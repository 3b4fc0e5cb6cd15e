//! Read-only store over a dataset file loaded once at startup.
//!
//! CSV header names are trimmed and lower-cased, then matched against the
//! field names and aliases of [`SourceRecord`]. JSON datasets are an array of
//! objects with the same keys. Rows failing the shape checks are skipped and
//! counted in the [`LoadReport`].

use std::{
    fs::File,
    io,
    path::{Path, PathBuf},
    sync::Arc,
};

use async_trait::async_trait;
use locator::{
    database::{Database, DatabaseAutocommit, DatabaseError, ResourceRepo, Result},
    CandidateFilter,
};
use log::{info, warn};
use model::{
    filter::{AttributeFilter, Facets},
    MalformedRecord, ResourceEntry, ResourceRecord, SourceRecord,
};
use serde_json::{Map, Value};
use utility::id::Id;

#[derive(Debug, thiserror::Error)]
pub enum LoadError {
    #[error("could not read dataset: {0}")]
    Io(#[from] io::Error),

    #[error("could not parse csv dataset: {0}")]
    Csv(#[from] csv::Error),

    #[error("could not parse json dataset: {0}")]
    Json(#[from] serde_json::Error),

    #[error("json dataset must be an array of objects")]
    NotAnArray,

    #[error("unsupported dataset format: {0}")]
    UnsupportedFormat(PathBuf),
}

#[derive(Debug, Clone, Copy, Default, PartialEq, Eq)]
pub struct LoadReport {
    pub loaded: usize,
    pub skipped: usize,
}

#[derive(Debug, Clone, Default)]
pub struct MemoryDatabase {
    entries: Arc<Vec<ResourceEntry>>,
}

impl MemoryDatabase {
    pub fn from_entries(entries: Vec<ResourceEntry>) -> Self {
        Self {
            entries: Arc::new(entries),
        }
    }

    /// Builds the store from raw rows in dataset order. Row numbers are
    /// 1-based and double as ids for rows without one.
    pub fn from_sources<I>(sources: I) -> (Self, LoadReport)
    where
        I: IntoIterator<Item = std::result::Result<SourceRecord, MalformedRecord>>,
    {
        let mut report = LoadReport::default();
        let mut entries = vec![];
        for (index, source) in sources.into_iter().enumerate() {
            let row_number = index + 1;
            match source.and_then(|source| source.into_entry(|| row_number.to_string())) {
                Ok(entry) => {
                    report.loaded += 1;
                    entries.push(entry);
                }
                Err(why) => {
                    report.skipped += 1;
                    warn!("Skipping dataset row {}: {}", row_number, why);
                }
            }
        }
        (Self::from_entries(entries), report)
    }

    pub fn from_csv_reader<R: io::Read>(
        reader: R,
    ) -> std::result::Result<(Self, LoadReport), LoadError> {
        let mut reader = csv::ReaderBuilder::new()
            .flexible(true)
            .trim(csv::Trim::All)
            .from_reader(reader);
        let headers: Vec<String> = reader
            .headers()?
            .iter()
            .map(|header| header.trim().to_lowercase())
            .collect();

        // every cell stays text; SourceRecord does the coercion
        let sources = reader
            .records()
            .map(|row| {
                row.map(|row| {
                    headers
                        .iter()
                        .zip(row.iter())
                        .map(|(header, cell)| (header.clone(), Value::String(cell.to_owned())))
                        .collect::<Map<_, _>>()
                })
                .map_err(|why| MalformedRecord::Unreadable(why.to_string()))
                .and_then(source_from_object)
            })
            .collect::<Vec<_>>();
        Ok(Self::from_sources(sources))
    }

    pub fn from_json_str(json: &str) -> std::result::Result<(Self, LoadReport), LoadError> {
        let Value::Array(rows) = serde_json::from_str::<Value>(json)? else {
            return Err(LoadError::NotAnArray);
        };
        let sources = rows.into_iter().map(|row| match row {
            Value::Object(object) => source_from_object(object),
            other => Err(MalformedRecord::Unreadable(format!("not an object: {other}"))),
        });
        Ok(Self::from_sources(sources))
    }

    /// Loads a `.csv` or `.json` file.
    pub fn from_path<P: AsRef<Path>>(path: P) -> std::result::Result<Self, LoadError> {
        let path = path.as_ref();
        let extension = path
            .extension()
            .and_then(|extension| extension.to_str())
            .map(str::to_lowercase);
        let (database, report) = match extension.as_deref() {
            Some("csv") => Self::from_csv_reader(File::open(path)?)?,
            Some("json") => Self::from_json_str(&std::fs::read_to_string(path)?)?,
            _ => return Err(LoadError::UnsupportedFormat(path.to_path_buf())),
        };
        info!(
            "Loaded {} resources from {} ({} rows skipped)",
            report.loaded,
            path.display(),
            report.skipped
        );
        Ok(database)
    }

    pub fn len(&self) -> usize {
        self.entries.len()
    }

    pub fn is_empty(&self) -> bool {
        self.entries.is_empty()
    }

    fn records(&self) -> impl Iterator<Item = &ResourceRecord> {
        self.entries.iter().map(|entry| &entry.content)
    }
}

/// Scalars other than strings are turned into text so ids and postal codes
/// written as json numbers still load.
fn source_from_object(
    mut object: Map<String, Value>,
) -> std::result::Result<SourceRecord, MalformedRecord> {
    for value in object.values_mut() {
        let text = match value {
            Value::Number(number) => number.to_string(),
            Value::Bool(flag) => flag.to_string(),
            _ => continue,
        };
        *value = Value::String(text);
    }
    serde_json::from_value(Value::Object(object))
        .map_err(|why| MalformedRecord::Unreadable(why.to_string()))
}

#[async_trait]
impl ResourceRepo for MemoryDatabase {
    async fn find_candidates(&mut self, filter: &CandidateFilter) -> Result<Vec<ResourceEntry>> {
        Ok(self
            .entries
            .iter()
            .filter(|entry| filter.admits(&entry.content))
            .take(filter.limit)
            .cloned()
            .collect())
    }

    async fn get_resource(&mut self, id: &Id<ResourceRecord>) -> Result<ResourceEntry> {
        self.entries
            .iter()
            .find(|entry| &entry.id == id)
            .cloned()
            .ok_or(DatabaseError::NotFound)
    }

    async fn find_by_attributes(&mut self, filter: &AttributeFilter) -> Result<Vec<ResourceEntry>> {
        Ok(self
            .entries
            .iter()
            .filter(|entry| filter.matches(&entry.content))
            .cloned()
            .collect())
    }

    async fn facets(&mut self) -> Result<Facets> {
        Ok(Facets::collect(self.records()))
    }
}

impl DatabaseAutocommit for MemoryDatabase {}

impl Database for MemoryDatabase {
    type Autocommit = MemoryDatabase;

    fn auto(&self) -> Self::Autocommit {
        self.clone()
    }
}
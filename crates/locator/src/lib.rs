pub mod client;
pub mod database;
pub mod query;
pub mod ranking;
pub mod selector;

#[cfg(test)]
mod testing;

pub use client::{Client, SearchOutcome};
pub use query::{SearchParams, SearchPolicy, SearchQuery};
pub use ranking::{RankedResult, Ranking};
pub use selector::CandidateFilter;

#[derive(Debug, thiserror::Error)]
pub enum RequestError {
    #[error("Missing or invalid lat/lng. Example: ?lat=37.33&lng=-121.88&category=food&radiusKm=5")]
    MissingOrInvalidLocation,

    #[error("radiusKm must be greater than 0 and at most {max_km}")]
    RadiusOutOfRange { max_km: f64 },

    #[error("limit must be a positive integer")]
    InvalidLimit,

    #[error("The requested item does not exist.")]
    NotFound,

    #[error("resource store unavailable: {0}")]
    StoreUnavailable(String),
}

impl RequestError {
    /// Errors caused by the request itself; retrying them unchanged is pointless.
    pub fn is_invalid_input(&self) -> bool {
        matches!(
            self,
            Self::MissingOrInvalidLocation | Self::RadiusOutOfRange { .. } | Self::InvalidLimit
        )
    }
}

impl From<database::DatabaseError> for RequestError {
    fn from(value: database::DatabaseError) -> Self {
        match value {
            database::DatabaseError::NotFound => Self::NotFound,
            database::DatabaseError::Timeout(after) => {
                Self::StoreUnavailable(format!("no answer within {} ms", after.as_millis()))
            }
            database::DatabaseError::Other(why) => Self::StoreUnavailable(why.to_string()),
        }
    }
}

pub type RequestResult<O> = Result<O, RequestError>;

────────────────────────────────────────

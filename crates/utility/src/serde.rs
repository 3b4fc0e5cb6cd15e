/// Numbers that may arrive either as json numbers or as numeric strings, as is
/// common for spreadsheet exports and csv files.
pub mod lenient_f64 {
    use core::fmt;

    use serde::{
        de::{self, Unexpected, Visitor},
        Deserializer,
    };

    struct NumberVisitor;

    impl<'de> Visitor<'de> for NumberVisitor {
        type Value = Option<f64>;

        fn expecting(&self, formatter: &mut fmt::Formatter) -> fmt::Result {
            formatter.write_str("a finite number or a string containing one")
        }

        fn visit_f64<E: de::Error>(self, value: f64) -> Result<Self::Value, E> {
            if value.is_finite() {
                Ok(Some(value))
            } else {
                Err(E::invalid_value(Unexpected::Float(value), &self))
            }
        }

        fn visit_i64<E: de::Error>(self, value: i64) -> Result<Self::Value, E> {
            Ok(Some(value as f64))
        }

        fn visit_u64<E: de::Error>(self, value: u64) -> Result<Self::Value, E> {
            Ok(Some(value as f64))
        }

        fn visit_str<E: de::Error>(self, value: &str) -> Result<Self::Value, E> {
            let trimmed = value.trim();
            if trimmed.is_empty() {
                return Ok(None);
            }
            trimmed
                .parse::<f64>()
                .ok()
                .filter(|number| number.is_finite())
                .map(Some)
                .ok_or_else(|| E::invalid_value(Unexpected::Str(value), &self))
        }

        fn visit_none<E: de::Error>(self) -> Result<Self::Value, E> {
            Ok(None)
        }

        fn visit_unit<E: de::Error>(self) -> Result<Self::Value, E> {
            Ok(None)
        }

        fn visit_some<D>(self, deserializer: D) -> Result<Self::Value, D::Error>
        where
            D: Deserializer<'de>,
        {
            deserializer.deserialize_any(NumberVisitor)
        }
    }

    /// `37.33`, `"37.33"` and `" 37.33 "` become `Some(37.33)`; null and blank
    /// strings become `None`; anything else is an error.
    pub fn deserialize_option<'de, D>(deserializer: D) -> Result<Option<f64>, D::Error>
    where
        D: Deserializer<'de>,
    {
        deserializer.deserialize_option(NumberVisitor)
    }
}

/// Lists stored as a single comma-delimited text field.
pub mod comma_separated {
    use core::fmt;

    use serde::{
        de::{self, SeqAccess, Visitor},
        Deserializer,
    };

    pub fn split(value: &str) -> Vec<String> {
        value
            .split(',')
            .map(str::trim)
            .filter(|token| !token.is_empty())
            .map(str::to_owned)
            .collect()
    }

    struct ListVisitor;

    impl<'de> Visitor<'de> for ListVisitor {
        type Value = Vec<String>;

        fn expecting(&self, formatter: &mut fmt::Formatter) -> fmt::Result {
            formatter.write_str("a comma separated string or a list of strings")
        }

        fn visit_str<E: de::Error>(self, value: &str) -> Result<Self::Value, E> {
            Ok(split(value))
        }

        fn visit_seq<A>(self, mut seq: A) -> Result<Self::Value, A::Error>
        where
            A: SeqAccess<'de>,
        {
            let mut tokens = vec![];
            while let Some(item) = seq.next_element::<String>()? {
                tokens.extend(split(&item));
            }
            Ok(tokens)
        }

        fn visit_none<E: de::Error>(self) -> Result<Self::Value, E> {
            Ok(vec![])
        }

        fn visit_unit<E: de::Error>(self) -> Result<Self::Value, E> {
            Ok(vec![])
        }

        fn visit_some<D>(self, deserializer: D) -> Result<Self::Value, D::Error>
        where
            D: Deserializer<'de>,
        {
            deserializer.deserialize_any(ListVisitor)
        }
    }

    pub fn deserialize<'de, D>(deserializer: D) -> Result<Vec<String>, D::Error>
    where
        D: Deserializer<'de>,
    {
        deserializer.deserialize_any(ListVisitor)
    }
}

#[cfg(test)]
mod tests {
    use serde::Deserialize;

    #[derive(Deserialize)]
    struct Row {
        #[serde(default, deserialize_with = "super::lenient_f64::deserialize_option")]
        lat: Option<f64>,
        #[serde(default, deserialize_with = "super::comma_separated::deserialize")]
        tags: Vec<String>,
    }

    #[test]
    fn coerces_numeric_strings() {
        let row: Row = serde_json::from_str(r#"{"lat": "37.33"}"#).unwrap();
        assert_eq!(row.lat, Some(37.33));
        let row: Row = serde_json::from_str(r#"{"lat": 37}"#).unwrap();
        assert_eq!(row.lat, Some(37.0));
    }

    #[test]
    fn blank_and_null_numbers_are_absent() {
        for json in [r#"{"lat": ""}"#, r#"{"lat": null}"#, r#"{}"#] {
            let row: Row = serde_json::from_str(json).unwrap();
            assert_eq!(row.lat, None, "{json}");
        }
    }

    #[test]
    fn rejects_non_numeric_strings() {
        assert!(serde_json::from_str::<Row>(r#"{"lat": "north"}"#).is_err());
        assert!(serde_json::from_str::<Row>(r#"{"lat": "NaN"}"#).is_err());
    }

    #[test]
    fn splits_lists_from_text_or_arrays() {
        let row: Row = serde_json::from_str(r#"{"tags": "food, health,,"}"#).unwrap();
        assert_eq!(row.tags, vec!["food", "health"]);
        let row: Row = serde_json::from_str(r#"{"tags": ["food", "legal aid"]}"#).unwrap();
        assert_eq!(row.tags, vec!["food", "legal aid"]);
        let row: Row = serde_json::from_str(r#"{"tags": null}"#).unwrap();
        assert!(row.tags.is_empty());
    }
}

────────────────────────────────────────

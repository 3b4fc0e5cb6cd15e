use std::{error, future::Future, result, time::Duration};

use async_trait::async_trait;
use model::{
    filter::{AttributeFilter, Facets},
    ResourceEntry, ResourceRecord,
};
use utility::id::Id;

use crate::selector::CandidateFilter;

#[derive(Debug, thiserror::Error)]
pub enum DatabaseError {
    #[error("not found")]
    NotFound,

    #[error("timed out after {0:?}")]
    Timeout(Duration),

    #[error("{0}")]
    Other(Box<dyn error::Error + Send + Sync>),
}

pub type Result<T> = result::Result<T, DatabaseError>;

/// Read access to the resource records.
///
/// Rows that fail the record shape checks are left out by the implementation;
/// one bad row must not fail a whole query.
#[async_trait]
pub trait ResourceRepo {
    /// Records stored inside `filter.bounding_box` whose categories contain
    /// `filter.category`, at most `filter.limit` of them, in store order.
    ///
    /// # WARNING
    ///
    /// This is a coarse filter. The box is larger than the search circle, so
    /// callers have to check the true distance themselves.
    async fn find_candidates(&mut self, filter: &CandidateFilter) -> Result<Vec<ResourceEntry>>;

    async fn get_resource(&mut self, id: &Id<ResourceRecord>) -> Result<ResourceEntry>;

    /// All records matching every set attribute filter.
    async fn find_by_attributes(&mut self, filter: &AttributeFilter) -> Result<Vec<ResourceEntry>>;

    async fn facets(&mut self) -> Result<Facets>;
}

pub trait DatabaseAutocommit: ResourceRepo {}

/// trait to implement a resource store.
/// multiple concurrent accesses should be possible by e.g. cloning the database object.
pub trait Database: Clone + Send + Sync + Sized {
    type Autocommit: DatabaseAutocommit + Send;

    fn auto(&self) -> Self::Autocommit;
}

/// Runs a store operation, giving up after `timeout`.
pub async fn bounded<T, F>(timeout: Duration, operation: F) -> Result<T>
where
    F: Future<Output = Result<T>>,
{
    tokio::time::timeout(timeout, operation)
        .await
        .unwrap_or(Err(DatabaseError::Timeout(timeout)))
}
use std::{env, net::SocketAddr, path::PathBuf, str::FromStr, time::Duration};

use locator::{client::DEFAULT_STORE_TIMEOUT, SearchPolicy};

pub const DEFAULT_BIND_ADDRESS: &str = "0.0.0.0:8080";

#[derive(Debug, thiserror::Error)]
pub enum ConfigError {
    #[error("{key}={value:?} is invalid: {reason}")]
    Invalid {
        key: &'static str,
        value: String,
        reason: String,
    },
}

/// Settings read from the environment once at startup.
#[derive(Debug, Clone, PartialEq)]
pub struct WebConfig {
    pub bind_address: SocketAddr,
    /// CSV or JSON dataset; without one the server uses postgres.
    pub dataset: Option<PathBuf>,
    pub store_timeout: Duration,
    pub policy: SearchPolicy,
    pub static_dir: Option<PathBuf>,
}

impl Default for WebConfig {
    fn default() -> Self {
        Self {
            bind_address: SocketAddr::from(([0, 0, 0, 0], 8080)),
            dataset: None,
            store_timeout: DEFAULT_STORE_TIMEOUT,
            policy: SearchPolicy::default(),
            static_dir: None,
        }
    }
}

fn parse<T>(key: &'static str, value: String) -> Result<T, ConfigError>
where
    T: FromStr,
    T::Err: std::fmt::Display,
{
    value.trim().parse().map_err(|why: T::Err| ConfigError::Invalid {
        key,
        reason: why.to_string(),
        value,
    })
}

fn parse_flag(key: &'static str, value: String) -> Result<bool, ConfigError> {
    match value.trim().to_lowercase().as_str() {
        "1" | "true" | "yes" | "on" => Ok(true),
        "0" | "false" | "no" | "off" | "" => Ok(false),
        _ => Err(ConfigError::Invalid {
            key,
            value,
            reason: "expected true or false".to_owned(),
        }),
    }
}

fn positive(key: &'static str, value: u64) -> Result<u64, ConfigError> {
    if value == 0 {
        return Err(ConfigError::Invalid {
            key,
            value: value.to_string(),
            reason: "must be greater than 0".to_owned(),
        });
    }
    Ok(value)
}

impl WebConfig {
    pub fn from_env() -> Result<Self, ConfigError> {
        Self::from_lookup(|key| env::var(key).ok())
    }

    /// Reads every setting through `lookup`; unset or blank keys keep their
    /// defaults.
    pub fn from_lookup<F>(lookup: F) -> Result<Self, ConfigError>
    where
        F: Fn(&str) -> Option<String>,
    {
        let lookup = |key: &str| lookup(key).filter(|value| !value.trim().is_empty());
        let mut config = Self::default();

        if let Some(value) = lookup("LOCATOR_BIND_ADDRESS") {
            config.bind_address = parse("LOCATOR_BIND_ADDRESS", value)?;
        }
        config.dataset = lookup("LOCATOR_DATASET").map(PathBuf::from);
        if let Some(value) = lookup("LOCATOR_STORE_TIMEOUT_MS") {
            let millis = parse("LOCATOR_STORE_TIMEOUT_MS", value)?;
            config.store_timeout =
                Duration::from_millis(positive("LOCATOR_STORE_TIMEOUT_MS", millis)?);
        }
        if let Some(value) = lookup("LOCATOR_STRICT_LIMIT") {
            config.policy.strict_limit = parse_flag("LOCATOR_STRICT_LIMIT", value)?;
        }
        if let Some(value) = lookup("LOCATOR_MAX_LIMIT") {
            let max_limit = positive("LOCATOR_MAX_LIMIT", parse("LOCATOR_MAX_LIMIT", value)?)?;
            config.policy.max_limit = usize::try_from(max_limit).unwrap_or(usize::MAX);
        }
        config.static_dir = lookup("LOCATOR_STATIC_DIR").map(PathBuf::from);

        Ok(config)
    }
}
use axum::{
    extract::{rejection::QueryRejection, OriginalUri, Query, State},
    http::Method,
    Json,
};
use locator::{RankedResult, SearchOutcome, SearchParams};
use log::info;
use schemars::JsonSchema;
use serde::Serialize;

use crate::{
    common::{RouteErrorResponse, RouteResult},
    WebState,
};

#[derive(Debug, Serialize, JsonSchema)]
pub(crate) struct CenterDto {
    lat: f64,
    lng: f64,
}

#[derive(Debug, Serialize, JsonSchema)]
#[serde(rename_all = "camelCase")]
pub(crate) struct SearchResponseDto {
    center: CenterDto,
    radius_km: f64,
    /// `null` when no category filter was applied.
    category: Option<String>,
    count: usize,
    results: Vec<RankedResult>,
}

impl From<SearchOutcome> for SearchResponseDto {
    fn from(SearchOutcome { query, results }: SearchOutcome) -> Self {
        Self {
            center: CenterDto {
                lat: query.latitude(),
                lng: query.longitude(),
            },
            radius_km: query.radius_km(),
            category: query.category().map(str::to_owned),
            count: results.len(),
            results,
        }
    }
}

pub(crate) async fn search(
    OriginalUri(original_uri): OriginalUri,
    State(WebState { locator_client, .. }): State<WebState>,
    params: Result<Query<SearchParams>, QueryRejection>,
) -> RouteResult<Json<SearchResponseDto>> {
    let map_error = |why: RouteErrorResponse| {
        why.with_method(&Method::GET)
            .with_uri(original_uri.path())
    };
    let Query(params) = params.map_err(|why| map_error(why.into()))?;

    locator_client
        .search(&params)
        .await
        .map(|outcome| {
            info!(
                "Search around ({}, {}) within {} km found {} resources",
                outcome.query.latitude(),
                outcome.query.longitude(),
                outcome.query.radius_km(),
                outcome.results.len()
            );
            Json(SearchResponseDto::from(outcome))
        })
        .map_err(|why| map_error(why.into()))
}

────────────────────────────────────────

— What to do —
Look above for the line with "let sources = reader"; retype exactly that line, every line after it up to the line with "cell)| (header.clone(), Value::String(cell.to_owned())))", and that line too, nothing else.

— Output of the task —
        let sources = reader
            .records()
            .map(|row| {
                row.map(|row| {
                    headers
                        .iter()
                        .zip(row.iter())
                        .map(|(header, cell)| (header.clone(), Value::String(cell.to_owned())))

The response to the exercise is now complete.